Mindestens drei der insgesamt 241 Abgeordneten im neu gewählten Berliner Landesparlament sollen inoffizielle Mitarbeiter (IM) der Stasi gewesen sein: Mit dieser Mitteilung überraschte am Montag der fraktionslose Abgeordnete Reinhard Schult vom Neuen Forum in einer Sitzung des Innenausschusses des Berliner Abgeordnetenhauses. Namen wollte Schult, der sich mit drei weiteren Parlamentariern des Neuen Forums nicht entschließen konnte, in eine gemeinsame Fraktion von Bündnis 90 und Alternativer Liste einzutreten, nicht nennen. Er befürchte sonst eine Anzeige wegen Verleumdung. Nach Schults Angaben soll es sich um drei aus dem Ostteil der Stadt stammende Parlamentarier aus verschiedenen Fraktionen handeln. Er wisse jedoch, wann sie unter welchem Decknamen für welche Abteilung gearbeitet hätten, gab Schult weiter an. Er habe außerdem Hinweise darauf, so der ehemalige Abteilungsleiter im Komitee zur Auflösung der Stasi weiter, daß weitere ehemalige Spitzel jetzt als Abgeordnete im Schöneberger Rathaus sitzen.

Die Äußerungen Schults führten im Ausschuß zu einer erneuten erregten Debatte über den Umgang des Berliner Parlaments mit der Stasi- Vergangenheit seiner Mitglieder. Bereits vor drei Wochen war im Rechtsausschuß ein Antrag der Regierungskoalition aus CDU und SPD angenommen worden, der eine Überprüfung nur auf freiwilliger Basis oder bei einem „begründeten Verdacht“ vorsieht; auch dann muß der Abgeordnete einer Überprüfung noch zustimmen. Vor allem für Westler ist eine Überprüfung brisant, droht ihnen doch ein strafrechtliches Verfahren, wenn sie der Arbeit für einen östlichen Geheimdienst überführt werden. In der Sitzung des Innenausschusses wurde der Antrag dann auch erneut gegen die Stimmen aller drei Oppositionsparteien PDS, FDP und Bündnis 90/Grüne durchgestimmt. Die Liberalen und Alternativen hatten eine grundsätzliche Überprüfung aller Abgeordneten — auch derer aus dem Westteil — gefordert.

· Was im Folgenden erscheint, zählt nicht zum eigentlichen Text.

//! Shard transport: locator naming, bounded retry, per-request timeouts
//!
//! Every storage call is wrapped in `tokio::time::timeout` and retried with a
//! fixed delay up to `RetryPolicy::max_attempts`. Not-found and
//! permission-denied are terminal on the first attempt; everything else
//! (network errors, 5xx, rate limiting, timeouts) is treated as transient.

use opendal::ErrorKind;
use shardrop_core::config::TransferConfig;
use shardrop_core::{Locator, ShardropError, ShardropResult};
use std::future::Future;
use std::time::Duration;
use tracing::{debug, error, warn};

use crate::blob::BlobStore;

/// Smallest body a stored shard can have: 12-byte nonce, one byte of
/// ciphertext, 16-byte tag.
pub const MIN_SHARD_BODY: usize = 29;

/// Retry budget shared by upload, fetch and delete
#[derive(Debug, Clone)]
pub struct RetryPolicy {
    /// Total attempts including the first (values below 1 act as 1)
    pub max_attempts: u32,
    /// Fixed pause between attempts
    pub delay: Duration,
    /// Upper bound on a single storage request
    pub request_timeout: Duration,
}

impl Default for RetryPolicy {
    fn default() -> Self {
        Self {
            max_attempts: 3,
            delay: Duration::from_secs(1),
            request_timeout: Duration::from_secs(60),
        }
    }
}

impl RetryPolicy {
    pub fn from_config(cfg: &TransferConfig) -> Self {
        Self {
            max_attempts: cfg.max_attempts,
            delay: Duration::from_millis(cfg.retry_delay_ms),
            request_timeout: Duration::from_secs(cfg.request_timeout_secs),
        }
    }
}

enum Failure {
    Transient(String),
    Terminal(String),
}

fn classify(e: opendal::Error) -> Failure {
    match e.kind() {
        ErrorKind::NotFound | ErrorKind::PermissionDenied => Failure::Terminal(e.to_string()),
        _ => Failure::Transient(e.to_string()),
    }
}

/// Uploads, fetches and deletes encrypted shards in a `BlobStore`.
pub struct ShardTransport<S> {
    store: S,
    folder: String,
    retry: RetryPolicy,
}

impl<S: BlobStore> ShardTransport<S> {
    pub fn new(store: S, folder: impl Into<String>, retry: RetryPolicy) -> Self {
        Self {
            store,
            folder: folder.into().trim_matches('/').to_string(),
            retry,
        }
    }

    pub fn store(&self) -> &S {
        &self.store
    }

    pub fn retry_policy(&self) -> &RetryPolicy {
        &self.retry
    }

    /// Storage key for shard `index` of transfer `file_id`: `{folder}/{file_id}/{index:08}`
    pub fn locator_for(&self, file_id: &str, index: u64) -> Locator {
        if self.folder.is_empty() {
            Locator::new(format!("{file_id}/{index:08}"))
        } else {
            Locator::new(format!("{}/{file_id}/{index:08}", self.folder))
        }
    }

    /// Store one encrypted shard. Returns its locator once storage acknowledged it.
    pub async fn upload(&self, file_id: &str, index: u64, body: Vec<u8>) -> ShardropResult<Locator> {
        let locator = self.locator_for(file_id, index);
        let bytes = body.len();
        let store = &self.store;
        let key = locator.as_str();

        self.with_retry(Some(index), "upload", move || {
            let body = body.clone();
            async move { store.put(key, body).await.map_err(classify) }
        })
        .await?;

        debug!(shard = index, bytes, locator = %locator, "shard stored");
        Ok(locator)
    }

    /// Fetch one encrypted shard. Bodies shorter than `MIN_SHARD_BODY` count as
    /// a failed attempt, never as valid (empty) content.
    pub async fn fetch(&self, locator: &Locator, index: u64) -> ShardropResult<Vec<u8>> {
        let store = &self.store;
        let key = locator.as_str();

        let body = self
            .with_retry(Some(index), "fetch", move || async move {
                let body = store.get(key).await.map_err(classify)?;
                if body.len() < MIN_SHARD_BODY {
                    return Err(Failure::Transient(format!(
                        "undersized body ({} bytes, need at least {MIN_SHARD_BODY})",
                        body.len()
                    )));
                }
                Ok(body)
            })
            .await?;

        debug!(shard = index, bytes = body.len(), "shard fetched");
        Ok(body)
    }

    /// Delete one shard. Already-absent objects count as deleted.
    pub async fn delete(&self, locator: &Locator) -> ShardropResult<()> {
        let store = &self.store;
        let key = locator.as_str();

        self.with_retry(None, "delete", move || async move {
            match store.remove(key).await {
                Ok(()) => Ok(()),
                Err(e) if e.kind() == ErrorKind::NotFound => Ok(()),
                Err(e) => Err(classify(e)),
            }
        })
        .await
    }

    /// Best-effort delete of every locator; returns the ones that could not be removed.
    pub async fn delete_all(&self, locators: &[Locator]) -> Vec<Locator> {
        let mut failed = Vec::new();
        for locator in locators {
            if let Err(e) = self.delete(locator).await {
                error!(locator = %locator, error = %e, "shard delete failed");
                failed.push(locator.clone());
            }
        }
        failed
    }

    async fn with_retry<T, F, Fut>(
        &self,
        shard: Option<u64>,
        what: &'static str,
        mut attempt_fn: F,
    ) -> ShardropResult<T>
    where
        F: FnMut() -> Fut,
        Fut: Future<Output = Result<T, Failure>>,
    {
        let max = self.retry.max_attempts.max(1);
        let mut last = String::new();

        for attempt in 1..=max {
            match tokio::time::timeout(self.retry.request_timeout, attempt_fn()).await {
                Ok(Ok(value)) => return Ok(value),
                Ok(Err(Failure::Terminal(msg))) => {
                    return Err(ShardropError::transport(shard, format!("{what} failed: {msg}")));
                }
                Ok(Err(Failure::Transient(msg))) => last = msg,
                Err(_) => {
                    last = format!("timed out after {:?}", self.retry.request_timeout);
                }
            }

            if attempt < max {
                warn!(shard = ?shard, attempt, max_attempts = max, error = %last, "{} failed, retrying", what);
                tokio::time::sleep(self.retry.delay).await;
            }
        }

        Err(ShardropError::transport(
            shard,
            format!("{what} failed after {max} attempts: {last}"),
        ))
    }
}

Das Thema ist in Berlin ein Politikum ersten Ranges: Im ersten Gesamtberliner Parlament kommt knapp die Hälfte der Abgeordneten aus dem Ostteil der Stadt. CDU und SPD verfügen über eine veritable Mehrheit von 177 Stimmen, verkünden jedoch ständig großspurig, die Rechte der Opposition zu stärken. Zwar war von verschiedenen Ostberliner Abgeordneten der Regierungsfraktionen — darunter von Bürgermeisterin Christine Bergmann (SPD) — mehrfach in internen Sitzungen gefordert worden, eine generelle Überprüfung vorzunehmen. Gegen die Westler konnte man sich jedoch nicht durchsetzen und stimmte im Fraktionszwang.